I have put the above algorithm, together with some helper functions, into an R package, DataNet. The package also contains a few datasets which can be used for creating test graphs for comparison or playing with parameters.

An example

To install the package, use install.packages with the latest version of the package from my software page (at the time of writing, I just released version 1.0.1).

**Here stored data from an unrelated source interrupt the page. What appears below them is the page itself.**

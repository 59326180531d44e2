//! Prompt-prefix cache for KV-cache reuse.

use std::collections::HashMap;
use std::sync::Mutex;

use tracing::debug;

use crate::telemetry;
use crate::types::{CacheStats, PrefixCacheEntry};

/// Cache of common prompt prefixes.
///
/// A hit is not a full response; it carries an opaque KV-state handle the
/// backend can use to skip recomputing the prefix. Eviction is LFU
/// (smallest usage count) once capacity is exceeded.
pub struct PrefixCache {
    max_entries: usize,
    inner: Mutex<State>,
}

struct State {
    entries: HashMap<String, PrefixCacheEntry>,
    hits: u64,
    misses: u64,
    evictions: u64,
}

impl PrefixCache {
    pub fn new(max_entries: usize) -> Self {
        Self {
            max_entries,
            inner: Mutex::new(State {
                entries: HashMap::new(),
                hits: 0,
                misses: 0,
                evictions: 0,
            }),
        }
    }

    /// Find the stored prefix that `text` starts with.
    ///
    /// When several stored prefixes match, the longest one wins — a
    /// longer prefix means more KV state to reuse.
    pub fn get_prefix(&self, text: &str) -> Option<PrefixCacheEntry> {
        let mut state = self.inner.lock().expect("cache lock poisoned");
        let best_hash = state
            .entries
            .values()
            .filter(|entry| text.starts_with(entry.prefix_text.as_str()))
            .max_by_key(|entry| entry.prefix_length)
            .map(|entry| entry.prefix_hash.clone());

        match best_hash {
            Some(hash) => {
                let entry = state
                    .entries
                    .get_mut(&hash)
                    .expect("matched prefix entry vanished");
                entry.touch();
                let snapshot = entry.clone();
                state.hits += 1;
                metrics::counter!(telemetry::CACHE_HITS_TOTAL, "tier" => "prefix").increment(1);
                debug!(
                    prefix_hash = snapshot.prefix_hash,
                    prefix_length = snapshot.prefix_length,
                    usage_count = snapshot.usage_count,
                    "prefix cache hit"
                );
                Some(snapshot)
            }
            None => {
                state.misses += 1;
                None
            }
        }
    }

    /// Store a prefix, with an optional backend KV-state handle.
    pub fn set_prefix(&self, prefix_text: &str, kv_states: Option<serde_json::Value>) {
        let entry = PrefixCacheEntry::new(prefix_text, kv_states);
        let hash = entry.prefix_hash.clone();
        let mut state = self.inner.lock().expect("cache lock poisoned");
        state.entries.insert(hash.clone(), entry);
        debug!(prefix_hash = hash, "prefix cached");

        while state.entries.len() > self.max_entries {
            // Ties on usage count go to the longest-idle entry.
            let victim = state
                .entries
                .values()
                .min_by_key(|e| (e.usage_count, e.last_used))
                .map(|e| e.prefix_hash.clone());
            match victim {
                Some(victim) => {
                    state.entries.remove(&victim);
                    state.evictions += 1;
                    metrics::counter!(telemetry::CACHE_EVICTIONS_TOTAL, "tier" => "prefix")
                        .increment(1);
                    debug!(prefix_hash = victim, "prefix evicted");
                }
                None => break,
            }
        }
    }

    /// Delete prefixes containing `pattern`; `None` clears everything.
    pub fn invalidate(&self, pattern: Option<&str>) -> usize {
        let mut state = self.inner.lock().expect("cache lock poisoned");
        match pattern {
            None => {
                let count = state.entries.len();
                state.entries.clear();
                count
            }
            Some(pattern) => {
                let doomed: Vec<String> = state
                    .entries
                    .iter()
                    .filter(|(_, e)| e.prefix_text.contains(pattern))
                    .map(|(k, _)| k.clone())
                    .collect();
                for key in &doomed {
                    state.entries.remove(key);
                }
                doomed.len()
            }
        }
    }

    pub fn stats(&self) -> CacheStats {
        let state = self.inner.lock().expect("cache lock poisoned");
        CacheStats {
            size: state.entries.len(),
            hits: state.hits,
            misses: state.misses,
            evictions: state.evictions,
        }
    }

    /// Total tokens saved across all stored prefixes.
    pub fn total_tokens_saved(&self) -> u64 {
        let state = self.inner.lock().expect("cache lock poisoned");
        state.entries.values().map(|e| e.total_tokens_saved).sum()
    }
}
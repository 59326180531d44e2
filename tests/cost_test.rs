//! Cost accounting: breakdowns, attribution queries, and optimizer
//! recommendations.

use costwise::{
    CostAttributor, CostBreakdown, CostCalculator, CostOptimizer, ModelConfig, ModelTier,
};
use uuid::Uuid;

fn standard_model() -> ModelConfig {
    ModelConfig::new("test-model", "Test Model", ModelTier::Standard, 2048).pricing(0.01, 0.02)
}

// ============================================================================
// Calculator
// ============================================================================

#[test]
fn cost_follows_published_prices() {
    let calculator = CostCalculator::new();
    let cost = calculator.calculate(&standard_model(), 100, 50);
    let expected = (100.0 / 1000.0) * 0.01 + (50.0 / 1000.0) * 0.02;
    assert!((cost - expected).abs() < 1e-4);
}

#[test]
fn downgrade_savings_are_positive() {
    let calculator = CostCalculator::new();
    let premium = ModelConfig::new("premium", "Premium", ModelTier::Premium, 4096)
        .pricing(0.05, 0.10);
    let savings = calculator.calculate_savings(&premium, &standard_model(), 100, 50);
    assert!(savings > 0.0);
}

// ============================================================================
// Breakdown arithmetic
// ============================================================================

#[test]
fn breakdown_savings_rate() {
    let breakdown = CostBreakdown::new(100.0, 20.0, 30.0, 50.0);
    assert!((breakdown.savings_rate() - 80.0 / 120.0).abs() < 1e-9);
    assert!((breakdown.net_cost() - 40.0).abs() < 1e-9);
}

// ============================================================================
// Attribution
// ============================================================================

fn record(attributor: &CostAttributor, user: &str, feature: &str, net: f64) {
    attributor.attribute(
        Uuid::new_v4(),
        Some(user.into()),
        Some(feature.into()),
        None,
        "default".into(),
        CostBreakdown::new(net, 0.0, 0.0, 0.0),
        100,
        50,
        0,
        25,
    );
}

#[test]
fn per_user_totals_and_feature_scans() {
    let attributor = CostAttributor::new();
    record(&attributor, "alice", "search", 0.02);
    record(&attributor, "alice", "chat", 0.01);
    record(&attributor, "bob", "search", 0.05);

    assert!((attributor.user_costs("alice") - 0.03).abs() < 1e-9);
    assert!((attributor.user_costs("bob") - 0.05).abs() < 1e-9);
    assert_eq!(attributor.feature_costs("search").len(), 2);
}

// ============================================================================
// Optimizer
// ============================================================================

#[test]
fn recommendations_cover_the_three_signals() {
    let attributor = CostAttributor::new();
    // Low hit rate, one dominant user.
    for i in 0..9 {
        record(&attributor, &format!("user-{i}"), "search", 0.001);
    }
    record(&attributor, "whale", "search", 5.0);

    let mut metrics = attributor.aggregate();
    attributor.record_model_cost(&mut metrics, "gpt-4", 4.0);
    attributor.record_model_cost(&mut metrics, "gpt-3.5", 0.5);

    let optimizer = CostOptimizer::new();
    let recommendations = optimizer.recommendations(&metrics);
    assert!(recommendations.iter().any(|r| r.contains("hit rate")));
    assert!(recommendations.iter().any(|r| r.contains("variance")));
    assert!(recommendations.iter().any(|r| r.contains("gpt-4")));
}

#[test]
fn trend_analysis_averages_periods() {
    let attributor = CostAttributor::new();
    record(&attributor, "alice", "search", 1.0);
    let day = attributor.aggregate();

    let optimizer = CostOptimizer::new();
    let trends = optimizer.analyze_trends(&[day.clone(), day]);
    assert!((trends.avg_daily_cost - 1.0).abs() < 1e-9);
    assert!((trends.total_cost - 2.0).abs() < 1e-9);
}
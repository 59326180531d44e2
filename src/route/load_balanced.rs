//! Round-robin load balancing router.

use std::sync::atomic::{AtomicUsize, Ordering};
use std::sync::{Arc, RwLock};

use async_trait::async_trait;
use tracing::{debug, info};

use super::breaker::CircuitBreakerRegistry;
use super::Router;
use crate::types::{InferenceRequest, ModelConfig, RoutingDecision, RoutingStrategy};
use crate::{CostwiseError, Result};

/// Distributes requests evenly over currently available models,
/// ignoring complexity and cost.
///
/// The cursor increments monotonically and is taken modulo the available
/// set recomputed per call, so unavailable models are skipped without
/// stalling the rotation.
pub struct LoadBalancedRouter {
    models: RwLock<Vec<ModelConfig>>,
    cursor: AtomicUsize,
    breakers: Arc<CircuitBreakerRegistry>,
}

impl LoadBalancedRouter {
    pub fn new(models: Vec<ModelConfig>, breakers: Arc<CircuitBreakerRegistry>) -> Self {
        Self {
            models: RwLock::new(models),
            cursor: AtomicUsize::new(0),
            breakers,
        }
    }
}

#[async_trait]
impl Router for LoadBalancedRouter {
    async fn route(&self, request: &InferenceRequest) -> Result<RoutingDecision> {
        let models = self.models.read().expect("router lock poisoned").clone();
        let available: Vec<&ModelConfig> = models
            .iter()
            .filter(|m| m.is_available() && !self.breakers.is_open(&m.id))
            .collect();
        if available.is_empty() {
            return Err(CostwiseError::NoHealthyBackend);
        }

        let index = self.cursor.fetch_add(1, Ordering::Relaxed);
        let selected = available[index % available.len()].clone();

        info!(
            request_id = %request.id,
            model = selected.id,
            index,
            "round-robin routing"
        );

        Ok(RoutingDecision {
            request_id: request.id,
            fallback_models: Vec::new(),
            strategy: RoutingStrategy::RoundRobin,
            complexity: None,
            estimated_cost: selected
                .calculate_cost(request.estimated_input_tokens(), request.parameters.max_tokens),
            estimated_latency_ms: selected.avg_latency_ms,
            estimated_quality_score: 0.7,
            decision_reason: format!("round-robin selection: {}", selected.id),
            considered_models: available.iter().map(|m| m.id.clone()).collect(),
            selected_model: selected,
        })
    }

    fn update_model_health(&self, model_id: &str, healthy: bool, circuit_breaker_open: bool) {
        let mut models = self.models.write().expect("router lock poisoned");
        if let Some(model) = models.iter_mut().find(|m| m.id == model_id) {
            model.healthy = healthy;
            model.circuit_breaker_open = circuit_breaker_open;
            info!(model_id, healthy, circuit_breaker_open, "model health updated");
        }
    }

    fn update_model_load(&self, model_id: &str, load: f64) {
        let mut models = self.models.write().expect("router lock poisoned");
        if let Some(model) = models.iter_mut().find(|m| m.id == model_id) {
            model.current_load = load.clamp(0.0, 1.0);
            debug!(model_id, load, "model load updated");
        }
    }

    fn models(&self) -> Vec<ModelConfig> {
        self.models.read().expect("router lock poisoned").clone()
    }
}
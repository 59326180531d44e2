//! Pluggable cache eviction policies.
//!
//! Shared by the cache tiers: each policy selects a victim among live
//! entries. Modeled as a variant tag rather than a trait object — the
//! policy set is closed and the selection logic is a handful of
//! comparisons.

use serde::{Deserialize, Serialize};

use crate::types::CacheEntry;

/// Guard against division by a zero age in the cost-aware score.
const MIN_AGE_SECONDS: f64 = 1e-6;

/// Cache eviction policies.
#[derive(Debug, Clone, Copy, PartialEq, Eq, Serialize, Deserialize)]
#[serde(rename_all = "snake_case")]
pub enum EvictionPolicy {
    /// Evict the least recently used entry.
    Lru,
    /// Evict the least frequently used entry.
    Lfu,
    /// Evict expired entries first (oldest first), else the oldest entry.
    Ttl,
    /// Evict the entry with the worst realized savings per second of
    /// residency; ties go to the oldest entry.
    CostAware,
}

impl EvictionPolicy {
    /// Pick the entry to evict. Returns its key in `entries`, or `None`
    /// when there is nothing to evict.
    pub fn select_victim<'a, I>(&self, entries: I) -> Option<&'a str>
    where
        I: IntoIterator<Item = (&'a str, &'a CacheEntry)>,
    {
        match self {
            EvictionPolicy::Lru => entries
                .into_iter()
                .min_by_key(|(_, e)| e.last_accessed)
                .map(|(k, _)| k),
            EvictionPolicy::Lfu => entries
                .into_iter()
                .min_by_key(|(_, e)| e.access_count)
                .map(|(k, _)| k),
            EvictionPolicy::Ttl => {
                let all: Vec<_> = entries.into_iter().collect();
                let expired = all
                    .iter()
                    .filter(|(_, e)| e.is_expired())
                    .min_by_key(|(_, e)| e.created_at)
                    .map(|(k, _)| *k);
                expired.or_else(|| {
                    all.into_iter()
                        .min_by_key(|(_, e)| e.created_at)
                        .map(|(k, _)| k)
                })
            }
            EvictionPolicy::CostAware => entries
                .into_iter()
                .min_by(|(_, a), (_, b)| {
                    benefit_per_second(a)
                        .total_cmp(&benefit_per_second(b))
                        .then_with(|| a.created_at.cmp(&b.created_at))
                })
                .map(|(k, _)| k),
        }
    }
}

/// Realized dollar savings per second of cache residency.
fn benefit_per_second(entry: &CacheEntry) -> f64 {
    entry.cost_savings() / entry.age_seconds().max(MIN_AGE_SECONDS)
}

#[cfg(test)]
mod tests {
    use super::*;
    use crate::types::{CacheKey, CacheStrategy};
    use std::time::Duration;
    use tokio::time::Instant;

    fn entry(name: &str) -> CacheEntry {
        CacheEntry::new(
            CacheKey {
                content_hash: name.into(),
                model: "default".into(),
                temperature: 0.7,
                max_tokens: 100,
            },
            "prompt",
            "response",
            CacheStrategy::Exact,
        )
    }

    fn aged(name: &str, age: Duration) -> CacheEntry {
        let mut e = entry(name);
        e.created_at = Instant::now() - age;
        e.last_accessed = e.created_at;
        e
    }

    #[test]
    fn lru_picks_least_recently_accessed() {
        let mut a = aged("a", Duration::from_secs(100));
        let b = aged("b", Duration::from_secs(50));
        a.touch(); // a is now fresher than b
        let entries = [("a", &a), ("b", &b)];
        let victim = EvictionPolicy::Lru
            .select_victim(entries.iter().map(|(k, e)| (*k, *e)))
            .unwrap();
        assert_eq!(victim, "b");
    }

    #[test]
    fn lfu_picks_least_frequently_accessed() {
        let mut a = entry("a");
        let b = entry("b");
        a.touch();
        a.touch();
        let entries = [("a", &a), ("b", &b)];
        let victim = EvictionPolicy::Lfu
            .select_victim(entries.iter().map(|(k, e)| (*k, *e)))
            .unwrap();
        assert_eq!(victim, "b");
    }

    #[test]
    fn ttl_prefers_expired_entries() {
        let mut expired = aged("expired", Duration::from_secs(100));
        expired.ttl_seconds = Some(10);
        let old_but_live = aged("live", Duration::from_secs(500));
        let entries = [("expired", &expired), ("live", &old_but_live)];
        let victim = EvictionPolicy::Ttl
            .select_victim(entries.iter().map(|(k, e)| (*k, *e)))
            .unwrap();
        assert_eq!(victim, "expired");
    }

    #[test]
    fn ttl_falls_back_to_oldest() {
        let newer = aged("newer", Duration::from_secs(10));
        let older = aged("older", Duration::from_secs(100));
        let entries = [("newer", &newer), ("older", &older)];
        let victim = EvictionPolicy::Ttl
            .select_victim(entries.iter().map(|(k, e)| (*k, *e)))
            .unwrap();
        assert_eq!(victim, "older");
    }

    #[test]
    fn cost_aware_keeps_high_value_entries() {
        // Same age; "valuable" has realized savings, "worthless" has none.
        let mut valuable = aged("valuable", Duration::from_secs(60));
        valuable.cost_usd = 0.05;
        valuable.access_count = 10;
        let worthless = aged("worthless", Duration::from_secs(60));
        let entries = [("valuable", &valuable), ("worthless", &worthless)];
        let victim = EvictionPolicy::CostAware
            .select_victim(entries.iter().map(|(k, e)| (*k, *e)))
            .unwrap();
        assert_eq!(victim, "worthless");
    }

    #[test]
    fn cost_aware_ties_break_to_oldest() {
        let older = aged("older", Duration::from_secs(120));
        let newer = aged("newer", Duration::from_secs(30));
        let entries = [("newer", &newer), ("older", &older)];
        let victim = EvictionPolicy::CostAware
            .select_victim(entries.iter().map(|(k, e)| (*k, *e)))
            .unwrap();
        assert_eq!(victim, "older");
    }

    #[test]
    fn empty_input_yields_no_victim() {
        assert!(EvictionPolicy::Lru.select_victim(std::iter::empty()).is_none());
    }
}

`install.packages('http://research.rupertoverall.net/resources/datanet/DataNet_1.0.1.tar.gz', repos = NULL)`

And then load the package into the workspace;

`require(Datanet)`

There is an example dataset (expression data for 1000 genes) included in the package. We now load this and create a distance matrix from it (just the Pearson correlation matrix converted into distances, so that vertices/genes with high positive correlations are drawn closer to each other).

```
data(hipExpr)
network = cor(hipExpr, method="pearson", use="pairwise.complete.obs")
distance.matrix = as.distance(network)
# Convert to edge list
edge.list = as.edge.list(distance.matrix, 0.4)
```

We can now actually run the layout. This code will perform 100 iterations.

```
# Set the seed for the random number generator
set.seed(1)
# Calculate coordinates
coordinates = fast.force.layout(edge.list, iterations = 100)
```

Then the resulting coordinates can be used to plot the graph. The edges are plotted in order of their distance, so that edges with the shortest distances (strongest correlations) are plotted on top. This helps highlight the most informative structure in the graph.

```
# Plot graph
draw.stick.graph(edge.list, coordinates)
```

###### Layout of the network at different thresholds. From left to right, distance thresholds are 0.6, 0.5 and 0.4 (corresponding to correlations above 0.4, 0.5 and 0.6 respectively).

The default colour scheme ranges from red (distance of 0 / correlation of 1) through yellow to white (distance of 1 / correlation of 0 or negative correlation).

Just for fun, I have also created a movie of the graph converging on its layout. I have run 1000 iterations for this, but it can be seen that the layout reaches a stable state after around 500 iterations.